During the 20th century, DePuy competitors Zimmer and Biomet started in Warsaw. The two in 2015 merged into Zimmer Biomet, a $7.8 billion-a-year company.
In addition to the ortho industry giants, the industry in Warsaw supports a host of suppliers. Wilmington, Mass.–based contract manufacturer Tecomet, for example, has a location in the city to serve the orthopedic device industry.
Bloomington is the home of the privately held Cook Group, a maker of minimally invasive medical devices.
6. Pennsylvania
Medical device industry employment (2017): 16,832
Medical device industry establishments (2017): 432
Major medical device company headquarters (2018): 2
Medical device patents (2015): 451
Medical device VC investments (2018): $40M
Medical device VC deals (2018): 10
Best States for Business ranking (2018): 30
Pennsylvania benefits from its proximity to major companies headquartered in New Jersey and New York. Take New Brunswick, N.J.–based Johnson & Johnson as an example. Its DePuy Synthes business has a number of operations based in West Chester, and the University of Pennsylvania in Philadelphia was the first location for Johnson & Johnson Innovation’s JPOD business incubators.
Teleflex is based in Wayne, Dentsply Sirona is run out of York, and B. Braun Melsungen’s B. Braun Medical business is headquartered in Bethlehem. TE Connectivity’s U.S. headquarters are in Berwyn.
7. New York
Medical device industry employment (2017): 14,956
Medical device industry establishments (2017): 755
Major medical device company headquarters (2018): 2
Medical device patents (2015): 427
Medical device VC investments (2018): $172M
Medical device VC deals (2018): 8
Best States for Business ranking (2018): 26
New York state officials have lofty goals to give Massachusetts a run for its money as a life sciences innovation hub. Three years ago, Gov. Andrew Cuomo announced a $650 million initiative to create a new, world-class life science research cluster in the state.
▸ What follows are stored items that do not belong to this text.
//! TTS-friendly summaries of bulk results.

use std::sync::Arc;
use std::time::Duration;

use tracing::warn;

use netmind_plugin::{CompletionRequest, LlmClient};

/// Results shorter than this are already speakable.
pub const BULK_TEXT_THRESHOLD: usize = 600;

const SUMMARY_TIMEOUT: Duration = Duration::from_secs(10);

/// Summarize a bulk result for speech output. Returns `None` on any
/// failure; the caller simply skips the summary.
pub async fn summarize_for_speech(llm: &Arc<dyn LlmClient>, text: &str) -> Option<String> {
    let request = CompletionRequest::new(
        "Streść poniższy wynik w maksymalnie dwóch zdaniach, po polsku, \
         tak aby nadawał się do odczytania na głos. Bez list i bez adresów URL.",
        text.to_string(),
    );
    match tokio::time::timeout(SUMMARY_TIMEOUT, llm.complete(&request)).await {
        Ok(Ok(response)) => Some(response.content.trim().to_string()),
        Ok(Err(e)) => {
            warn!("summary generation failed: {e}");
            None
        }
        Err(_) => {
            warn!("summary generation timed out");
            None
        }
    }
}
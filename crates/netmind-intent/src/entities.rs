//! Entity extraction. Runs on every utterance regardless of which
//! routing stage produced the intent.

use std::sync::LazyLock;

use regex::Regex;

use netmind_core::types::Entities;

static IP_RE: LazyLock<Regex> =
    LazyLock::new(|| Regex::new(r"\b(\d{1,3})\.(\d{1,3})\.(\d{1,3})\.(\d{1,3})\b").unwrap());

static MAC_RE: LazyLock<Regex> = LazyLock::new(|| {
    Regex::new(
        r"\b([0-9A-Fa-f]{2}(?::[0-9A-Fa-f]{2}){5}|[0-9A-Fa-f]{2}(?:-[0-9A-Fa-f]{2}){5})\b",
    )
    .unwrap()
});

static URL_RE: LazyLock<Regex> = LazyLock::new(|| Regex::new(r#"https?://[^\s"'<>]+"#).unwrap());

static PORT_RE: LazyLock<Regex> =
    LazyLock::new(|| Regex::new(r"(?i)port\w*\D{0,3}(\d{1,5})").unwrap());

static DURATION_RE: LazyLock<Regex> = LazyLock::new(|| {
    Regex::new(r"(?i)\b(\d+)\s*(ms|s|sek\w*|sec\w*|m\b|min\w*|h\b|godz\w*|hour\w*)").unwrap()
});

static THRESHOLD_RE: LazyLock<Regex> =
    LazyLock::new(|| Regex::new(r"(?i)(?:threshold|próg|prog)\D{0,3}(\d+(?:[.,]\d+)?)").unwrap());

static PERCENT_RE: LazyLock<Regex> =
    LazyLock::new(|| Regex::new(r"(\d+(?:[.,]\d+)?)\s*%").unwrap());

/// Verbs whose trailing text becomes the free `text` entity
/// ("pokaż kamery w salonie" → "kamery w salonie").
const VERBS: &[&str] = &[
    "pokaż", "pokaz", "wyświetl", "wyswietl", "sprawdź", "sprawdz", "otwórz", "otworz",
    "show", "open", "check", "describe",
];

/// Extract every recognizable entity from the utterance.
pub fn extract(text: &str) -> Entities {
    let mut entities = Entities::default();

    if let Some(ip) = find_ip(text) {
        entities.subnet = derive_subnet(&ip);
        entities.ip = Some(ip);
    }
    entities.mac = find_mac(text);

    let trimmed = text.trim();
    if let Some(query) = trimmed.strip_prefix('?') {
        // `?`-prefixed input is a search query, not a URL fetch.
        let query = query.trim();
        if !query.is_empty() {
            entities.search = Some(query.to_string());
        }
    } else {
        entities.url = URL_RE
            .find(text)
            .map(|m| m.as_str().trim_end_matches([',', '.', ')', ']']).to_string());
    }

    entities.port = PORT_RE
        .captures(text)
        .and_then(|c| c[1].parse::<u32>().ok())
        .filter(|p| (1..=65_535).contains(p))
        .map(|p| p as u16);

    entities.duration_ms = find_duration_ms(text);
    entities.threshold = THRESHOLD_RE
        .captures(text)
        .and_then(|c| parse_decimal(&c[1]))
        .map(|v| if v > 1.0 { v / 100.0 } else { v });
    entities.percent = PERCENT_RE.captures(text).and_then(|c| parse_decimal(&c[1]));

    entities.text = text_after_verb(text);

    entities
}

/// First plausible IPv4 address, skipping network/broadcast addresses and
/// loopback.
pub fn find_ip(text: &str) -> Option<String> {
    for caps in IP_RE.captures_iter(text) {
        let octets: Vec<u32> = (1..=4).filter_map(|i| caps[i].parse().ok()).collect();
        if octets.len() != 4 || octets.iter().any(|o| *o > 255) {
            continue;
        }
        if octets[0] == 127 || octets[3] == 0 || octets[3] == 255 {
            continue;
        }
        return Some(caps[0].to_string());
    }
    None
}

/// `/24` prefix of an address: `192.168.1.17` → `192.168.1.0/24`.
pub fn derive_subnet(ip: &str) -> Option<String> {
    let (prefix, _) = ip.rsplit_once('.')?;
    Some(format!("{prefix}.0/24"))
}

/// First MAC, normalized to lowercase colon-separated form.
pub fn find_mac(text: &str) -> Option<String> {
    MAC_RE
        .captures(text)
        .map(|c| c[1].to_lowercase().replace('-', ":"))
}

fn find_duration_ms(text: &str) -> Option<u64> {
    let caps = DURATION_RE.captures(text)?;
    let value: u64 = caps[1].parse().ok()?;
    let unit = caps[2].to_lowercase();
    let ms = match unit.as_str() {
        "ms" => value,
        u if u.starts_with('h') || u.starts_with("godz") => value * 3_600_000,
        u if u.starts_with('m') => value * 60_000,
        // bare "s", "sek…", "sec…"
        _ => value * 1_000,
    };
    Some(ms)
}

fn parse_decimal(s: &str) -> Option<f64> {
    s.replace(',', ".").parse().ok()
}

fn text_after_verb(text: &str) -> Option<String> {
    // Search and slice the same lowercased buffer: case folding can
    // change byte lengths, so offsets into `lower` are not valid for
    // `text`.
    let lower = text.to_lowercase();
    for verb in VERBS {
        if let Some(pos) = lower.find(verb) {
            let rest = lower[pos + verb.len()..].trim();
            if !rest.is_empty() {
                return Some(rest.to_string());
            }
        }
    }
    None
}

#[cfg(test)]
mod tests {
    use super::*;

    #[test]
    fn extracts_ip_and_subnet() {
        let e = extract("ping 192.168.1.1 proszę");
        assert_eq!(e.ip.as_deref(), Some("192.168.1.1"));
        assert_eq!(e.subnet.as_deref(), Some("192.168.1.0/24"));
    }

    #[test]
    fn skips_broadcast_network_and_loopback() {
        assert_eq!(find_ip("ping 192.168.1.0"), None);
        assert_eq!(find_ip("ping 192.168.1.255"), None);
        assert_eq!(find_ip("ping 127.0.0.1"), None);
        assert_eq!(
            find_ip("najpierw 10.0.0.255 potem 10.0.0.12"),
            Some("10.0.0.12".to_string())
        );
    }

    #[test]
    fn normalizes_mac() {
        assert_eq!(
            find_mac("urządzenie AA-BB-CC-11-22-33 w sieci"),
            Some("aa:bb:cc:11:22:33".to_string())
        );
    }

    #[test]
    fn url_vs_search_query() {
        let e = extract("otwórz https://example.com/page, dzięki");
        assert_eq!(e.url.as_deref(), Some("https://example.com/page"));
        assert!(e.search.is_none());

        let e = extract("? najlepszy router wifi");
        assert_eq!(e.search.as_deref(), Some("najlepszy router wifi"));
        assert!(e.url.is_none());
    }

    #[test]
    fn port_needs_adjacent_keyword() {
        let e = extract("sprawdź port 8080 na serwerze");
        assert_eq!(e.port, Some(8080));
        let e = extract("liczba 8080 bez kontekstu");
        assert_eq!(e.port, None);
        let e = extract("na porcie 70000");
        assert_eq!(e.port, None);
    }

    #[test]
    fn durations_with_units() {
        assert_eq!(extract("przez 5 minut").duration_ms, Some(300_000));
        assert_eq!(extract("co 30s").duration_ms, Some(30_000));
        assert_eq!(extract("monitor for 2h").duration_ms, Some(7_200_000));
        assert_eq!(extract("opóźnienie 250 ms").duration_ms, Some(250));
    }

    #[test]
    fn threshold_and_percent() {
        let e = extract("próg 0.15 dla kamery");
        assert_eq!(e.threshold, Some(0.15));
        let e = extract("threshold 20");
        assert_eq!(e.threshold, Some(0.2));
        let e = extract("zmiana o 35%");
        assert_eq!(e.percent, Some(35.0));
    }

    #[test]
    fn free_text_after_verb() {
        let e = extract("pokaż kamery w salonie");
        assert_eq!(e.text.as_deref(), Some("kamery w salonie"));
        // mixed case must not break slicing
        let e = extract("Pokaż KAMERY");
        assert_eq!(e.text.as_deref(), Some("kamery"));
    }
}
Major medical device companies based in New York include Henry Schein (Melville) and ConMed (Utica).
8. Texas
Medical device industry employment (2017): 14,458
Medical device industry establishments (2017): 814
Major medical device company headquarters (2018): 3
Medical device patents (2015): 398
Medical device VC investments (2018): $34M
Medical device VC deals (2018): 10
Best States for Business ranking (2018): 3
Texas has increasingly become an attractive place for growing medical device companies to set up shop; the Lone Star State ranks high on Forbes’ Best States for Business report.
It also helps that Houston is home to the largest medical complex in the world — the Texas Medical Center. The Texas Children’s Hospital and the MD Anderson Cancer Center are among the highly regarded institutions based at the Texas Medical Center.
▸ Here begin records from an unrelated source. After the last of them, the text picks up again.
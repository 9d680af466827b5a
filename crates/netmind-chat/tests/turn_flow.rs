// Full turn lifecycle against scripted plugins: ping flow, scope
// filtering, cancel-on-new-turn, duplicate dedup, auto-watch and change
// notification injection.

use std::sync::atomic::{AtomicUsize, Ordering};
use std::sync::Arc;

use async_trait::async_trait;
use tokio::sync::watch;
use tokio::time::Duration;

use netmind_chat::{
    AutoWatchIntegrator, ChatOrchestrator, Dispatcher, OrchestratorDeps, PlainTextAdapter,
};
use netmind_core::config::NetmindConfig;
use netmind_core::events::EventLog;
use netmind_core::settings::ConfigStore;
use netmind_core::types::{ConversationId, IntentKind, Scope, Utterance};
use netmind_intent::IntentRouter;
use netmind_plugin::{
    ContentBlock, ExecutionContext, ExecutionError, ExecutionOutput, Plugin, PluginContext,
    PluginRegistry, PluginServices,
};
use netmind_store::types::{DeviceObservation, ServiceType};
use netmind_store::{db, ConversationStore, DeviceCatalog};
use netmind_watch::{PluginProbe, WatchDeps, WatchManager};

struct Fixture {
    orchestrator: Arc<ChatOrchestrator>,
    store: Arc<ConversationStore>,
    catalog: Arc<DeviceCatalog>,
    events: Arc<EventLog>,
    config: Arc<ConfigStore>,
    dispatcher: Arc<Dispatcher>,
    registry: Arc<PluginRegistry>,
    base_ctx: PluginContext,
    _shutdown: watch::Sender<bool>,
}

async fn fixture() -> Fixture {
    let dir = tempfile::tempdir().unwrap();
    let path = dir.path().join("chat.db");
    std::mem::forget(dir);

    let events = Arc::new(EventLog::new());
    let config = Arc::new(ConfigStore::in_memory(Some(Arc::clone(&events))));
    NetmindConfig::default().seed_settings(&config);

    let catalog = Arc::new(DeviceCatalog::new(db::open(&path).unwrap()));
    let store = Arc::new(ConversationStore::spawn(
        db::open_existing(&path).unwrap(),
        db::open_existing(&path).unwrap(),
    ));

    let services = Arc::new(PluginServices {
        config: Arc::clone(&config),
        events: Arc::clone(&events),
        catalog: Arc::clone(&catalog),
        conversations: Arc::clone(&store),
        llm: None,
    });
    let base_ctx = PluginContext::new(true, services);

    let registry = Arc::new(PluginRegistry::new());
    for plugin in plugins() {
        registry.register(plugin, &base_ctx).await;
    }

    let (shutdown_tx, shutdown_rx) = watch::channel(false);
    let probe = Arc::new(PluginProbe::new(Arc::clone(&registry), base_ctx.clone()));
    let (watch_handle, change_rx) = WatchManager::start(
        WatchDeps {
            config: Arc::clone(&config),
            events: Arc::clone(&events),
            catalog: Arc::clone(&catalog),
            store: Arc::clone(&store),
            probe,
        },
        shutdown_rx,
    );

    let autowatch = Arc::new(AutoWatchIntegrator::new(
        Arc::clone(&config),
        Arc::clone(&events),
        Arc::clone(&catalog),
        Arc::clone(&store),
        watch_handle.clone(),
    ));
    Arc::clone(&autowatch).spawn_change_listener(change_rx);

    let dispatcher = Arc::new(Dispatcher::new(
        Arc::clone(&registry),
        Arc::clone(&events),
        Arc::clone(&config),
    ));

    let orchestrator = Arc::new(ChatOrchestrator::new(OrchestratorDeps {
        router: IntentRouter::new(Arc::clone(&config), Arc::clone(&registry), None),
        dispatcher: Arc::clone(&dispatcher),
        store: Arc::clone(&store),
        events: Arc::clone(&events),
        autowatch,
        watch: watch_handle,
        adapter: Arc::new(PlainTextAdapter),
        base_ctx: base_ctx.clone(),
        initial_scope: Scope::Local,
    }));

    Fixture {
        orchestrator,
        store,
        catalog,
        events,
        config,
        dispatcher,
        registry,
        base_ctx,
        _shutdown: shutdown_tx,
    }
}

fn plugins() -> Vec<Arc<dyn Plugin>> {
    vec![
        Arc::new(PingPlugin {
            executions: AtomicUsize::new(0),
        }),
        Arc::new(ScanPlugin),
        Arc::new(DescribePlugin {
            calls: AtomicUsize::new(0),
        }),
        Arc::new(SlowFetchPlugin),
    ]
}

struct PingPlugin {
    executions: AtomicUsize,
}

#[async_trait]
impl Plugin for PingPlugin {
    fn id(&self) -> &str {
        "ping"
    }
    fn supported_intents(&self) -> &[IntentKind] {
        &[IntentKind::NetworkPing]
    }
    async fn execute(
        &self,
        _text: &str,
        ctx: &ExecutionContext,
    ) -> Result<ExecutionOutput, ExecutionError> {
        self.executions.fetch_add(1, Ordering::SeqCst);
        // stay suspended briefly so duplicate submissions can overlap
        tokio::time::sleep(Duration::from_millis(80)).await;
        ctx.check_cancelled()?;
        let ip = ctx.entities.ip.clone().unwrap_or_default();
        Ok(ExecutionOutput::success(vec![ContentBlock::text(format!(
            "{ip} Dostępny (4/4 pakiety)"
        ))]))
    }
}

struct ScanPlugin;

#[async_trait]
impl Plugin for ScanPlugin {
    fn id(&self) -> &str {
        "net-scan"
    }
    fn supported_intents(&self) -> &[IntentKind] {
        &[IntentKind::NetworkScan]
    }
    async fn execute(
        &self,
        _text: &str,
        ctx: &ExecutionContext,
    ) -> Result<ExecutionOutput, ExecutionError> {
        let catalog = &ctx.plugin.services.catalog;
        let device = catalog
            .upsert_device(&DeviceObservation {
                ip: "192.168.1.100".into(),
                hostname: Some("cam-hall".into()),
                ..Default::default()
            })
            .map_err(|e| ExecutionError::Internal(e.to_string()))?;
        catalog
            .upsert_service(&device.id, ServiceType::Onvif, 80, None, None)
            .map_err(|e| ExecutionError::Internal(e.to_string()))?;
        let mut output = ExecutionOutput::success(vec![ContentBlock::text(
            "Znaleziono 1 urządzenie: 192.168.1.100 (cam-hall)",
        )]);
        output.metadata.device_count = Some(1);
        Ok(output)
    }
}

struct DescribePlugin {
    calls: AtomicUsize,
}

#[async_trait]
impl Plugin for DescribePlugin {
    fn id(&self) -> &str {
        "onvif-camera"
    }
    fn supported_intents(&self) -> &[IntentKind] {
        &[IntentKind::CameraDescribe, IntentKind::CameraOnvif]
    }
    async fn execute(
        &self,
        _text: &str,
        _ctx: &ExecutionContext,
    ) -> Result<ExecutionOutput, ExecutionError> {
        // every call shows a completely different scene, so consecutive
        // watch polls always cross the change threshold
        let n = self.calls.fetch_add(1, Ordering::SeqCst);
        Ok(ExecutionOutput::success(vec![ContentBlock::text(format!(
            "scena numer {n}: zupełnie inne obiekty przedmioty kolory światła cienie wariant {n}"
        ))]))
    }
}

struct SlowFetchPlugin;

#[async_trait]
impl Plugin for SlowFetchPlugin {
    fn id(&self) -> &str {
        "http-fetch"
    }
    fn supported_intents(&self) -> &[IntentKind] {
        &[IntentKind::BrowseUrl, IntentKind::BrowseSearch]
    }
    async fn execute(
        &self,
        _text: &str,
        ctx: &ExecutionContext,
    ) -> Result<ExecutionOutput, ExecutionError> {
        tokio::select! {
            _ = tokio::time::sleep(Duration::from_secs(25)) => {
                Ok(ExecutionOutput::success(vec![ContentBlock::text("strona pobrana")]))
            }
            _ = ctx.cancel.cancelled() => Err(ExecutionError::Cancelled),
        }
    }
}

fn utter(conversation: &ConversationId, text: &str) -> Utterance {
    Utterance::text_input(conversation.clone(), text)
}

#[tokio::test(start_paused = true)]
async fn ping_flow_end_to_end() {
    let fix = fixture().await;
    let conversation = ConversationId::new();
    let outcome = fix
        .orchestrator
        .turn(utter(&conversation, "ping 192.168.1.1"))
        .await
        .unwrap();

    assert_eq!(outcome.classification.intent, IntentKind::NetworkPing);
    assert_eq!(
        outcome.classification.entities.ip.as_deref(),
        Some("192.168.1.1")
    );
    assert!(outcome.assistant_message.text.contains("192.168.1.1"));
    assert!(outcome.assistant_message.text.contains("Dostępny"));
    assert_eq!(outcome.assistant_message.metadata["loading"], false);
    assert!(outcome
        .quick_actions
        .iter()
        .any(|a| a.label == "Skanuj porty 192.168.1.1"));
}

#[tokio::test(start_paused = true)]
async fn internet_scope_rejects_lan_scan() {
    let fix = fixture().await;
    fix.orchestrator.set_scope(Scope::Internet);
    let conversation = ConversationId::new();
    let outcome = fix
        .orchestrator
        .turn(utter(&conversation, "skanuj sieć"))
        .await
        .unwrap();

    assert!(outcome.result.is_none());
    assert!(matches!(
        outcome.error,
        Some(ExecutionError::NoPlugin { .. })
    ));
    let text = &outcome.assistant_message.text;
    assert!(text.contains("internet"), "unexpected message: {text}");
    assert!(text.to_lowercase().contains("zakres"));
    // no probe ran
    assert!(fix.catalog.list_devices().unwrap().is_empty());
}

#[tokio::test(start_paused = true)]
async fn new_turn_cancels_in_flight_turn() {
    let fix = fixture().await;
    let conversation = ConversationId::new();

    let orch = Arc::clone(&fix.orchestrator);
    let conv = conversation.clone();
    let first = tokio::spawn(async move { orch.turn(utter(&conv, "https://slow.example")).await });

    // let the first turn reach its dispatch before interrupting
    tokio::time::sleep(Duration::from_millis(100)).await;

    let second = fix
        .orchestrator
        .turn(utter(&conversation, "ping 8.8.8.8"))
        .await
        .unwrap();
    let first = first.await.unwrap().unwrap();

    assert!(matches!(first.error, Some(ExecutionError::Cancelled)));
    assert!(first.assistant_message.text.contains("Anulowano"));
    assert!(second.assistant_message.text.contains("8.8.8.8"));

    // no placeholder is left loading once the next turn has begun
    let messages = fix.store.messages(&conversation, 50).unwrap();
    assert_eq!(messages.len(), 4);
    for message in &messages {
        assert_ne!(message.metadata["loading"], true, "{}", message.id);
    }
}

#[tokio::test(start_paused = true)]
async fn duplicate_submission_is_deduplicated() {
    let fix = fixture().await;
    let classification = {
        let router = IntentRouter::new(
            Arc::clone(&fix.config),
            Arc::clone(&fix.registry),
            None,
        );
        router.route("ping 10.0.0.1").await
    };

    let cancel = tokio_util::sync::CancellationToken::new();
    let (a, b) = tokio::join!(
        fix.dispatcher
            .dispatch(&classification, Scope::Local, &fix.base_ctx, &cancel),
        fix.dispatcher
            .dispatch(&classification, Scope::Local, &fix.base_ctx, &cancel),
    );
    let (a, b) = (a.unwrap(), b.unwrap());

    let cached_count = [&a, &b]
        .iter()
        .filter(|r| r.output.metadata.cached)
        .count();
    assert_eq!(cached_count, 1, "exactly one result is the cached copy");
    assert_eq!(a.output.text(), b.output.text());
    assert!(!fix.events.is_empty());
}

#[tokio::test(start_paused = true)]
async fn repeat_camera_query_arms_a_watch_and_extends_it() {
    let fix = fixture().await;
    let conversation = ConversationId::new();

    // scan observes the camera device
    fix.orchestrator
        .turn(utter(&conversation, "skanuj sieć"))
        .await
        .unwrap();
    assert!(!fix.catalog.list_devices().unwrap().is_empty());

    // first describe within the window creates the rule
    let outcome = fix
        .orchestrator
        .turn(utter(&conversation, "co widać na 192.168.1.100"))
        .await
        .unwrap();
    let rule_id = outcome.watch_rule.expect("watch rule created");

    let rule = fix.store.get_rule(&rule_id).unwrap().unwrap();
    assert_eq!(rule.poll_interval_ms, 30_000, "camera poll cadence");
    assert!((rule.change_threshold - 0.10).abs() < f64::EPSILON);
    let ttl = rule.expires_at - rule.started_at;
    assert_eq!(ttl.num_seconds(), 3_600);

    // the second identical query extends rather than duplicates
    let outcome = fix
        .orchestrator
        .turn(utter(&conversation, "co widać na 192.168.1.100"))
        .await
        .unwrap();
    assert_eq!(outcome.watch_rule.as_ref(), Some(&rule_id));
    assert_eq!(fix.orchestrator.watch_list().await.unwrap().len(), 1);
}

#[tokio::test(start_paused = true)]
async fn change_event_injects_assistant_message() {
    let fix = fixture().await;
    let conversation = ConversationId::new();

    fix.orchestrator
        .turn(utter(&conversation, "skanuj sieć"))
        .await
        .unwrap();
    fix.orchestrator
        .turn(utter(&conversation, "co widać na 192.168.1.100"))
        .await
        .unwrap();
    let before = fix.store.messages(&conversation, 100).unwrap().len();

    // two poll cycles at camera cadence produce at least one change
    tokio::time::sleep(Duration::from_secs(95)).await;

    let messages = fix.store.messages(&conversation, 100).unwrap();
    assert!(messages.len() > before, "no watch message injected");
    let injected = messages
        .iter()
        .rev()
        .find(|m| m.metadata["watch"] == true)
        .expect("watch-injected assistant message");
    assert!(injected.text.contains("changed") || injected.text.contains("now"));
    assert!(injected.metadata["change_record_id"].is_string());
}

#[tokio::test(start_paused = true)]
async fn demo_and_test_queries_never_arm_watches() {
    let fix = fixture().await;
    let conversation = ConversationId::new();

    fix.orchestrator
        .turn(utter(&conversation, "skanuj sieć"))
        .await
        .unwrap();
    let outcome = fix
        .orchestrator
        .turn(utter(&conversation, "co widać na 192.168.1.100 (test)"))
        .await
        .unwrap();

    assert_eq!(outcome.classification.intent, IntentKind::CameraDescribe);
    assert!(outcome.watch_rule.is_none());
    assert!(fix.orchestrator.watch_list().await.unwrap().is_empty());
}

#[tokio::test(start_paused = true)]
async fn configured_whitelist_overrides_default_auto_watch() {
    let fix = fixture().await;
    fix.config
        .set("watch.auto.intent_whitelist", "mqtt:read")
        .unwrap();
    let conversation = ConversationId::new();

    fix.orchestrator
        .turn(utter(&conversation, "skanuj sieć"))
        .await
        .unwrap();
    let outcome = fix
        .orchestrator
        .turn(utter(&conversation, "co widać na 192.168.1.100"))
        .await
        .unwrap();

    // camera:describe is out of the configured whitelist, so the repeat
    // query no longer arms a watch
    assert_eq!(outcome.classification.intent, IntentKind::CameraDescribe);
    assert!(outcome.watch_rule.is_none());
    assert!(fix.orchestrator.watch_list().await.unwrap().is_empty());
}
A host of medical device OEMs have facilities in the state.
9. Illinois
Medical device industry employment (2017): 13,967
Medical device industry establishments (2017): 755
Major medical device company headquarters (2018): 4
Medical device patents (2015): 270
Medical device VC investments (2018): $50M
Medical device VC deals (2018): 5
Best States for Business ranking (2018): 39
Some of the medical device industry’s largest companies — including GE Healthcare, Abbott, Baxter, and Hill-Rom — are based in or around Chicago.
10. New Jersey
Medical device industry employment (2017): 13,380
Medical device industry establishments (2017): 421
Major medical device company headquarters (2018): 5
Medical device patents (2015): 429
Medical device VC investments (2018): $12M
Medical device VC deals (2018): 1
Best States for Business ranking (2018): 38
New Brunswick-based Johnson & Johnson has one of the largest medical device businesses in the world. Other major medical device companies including BD, Nipro, ConvaTec and Integra Lifesciences call the Garden State home.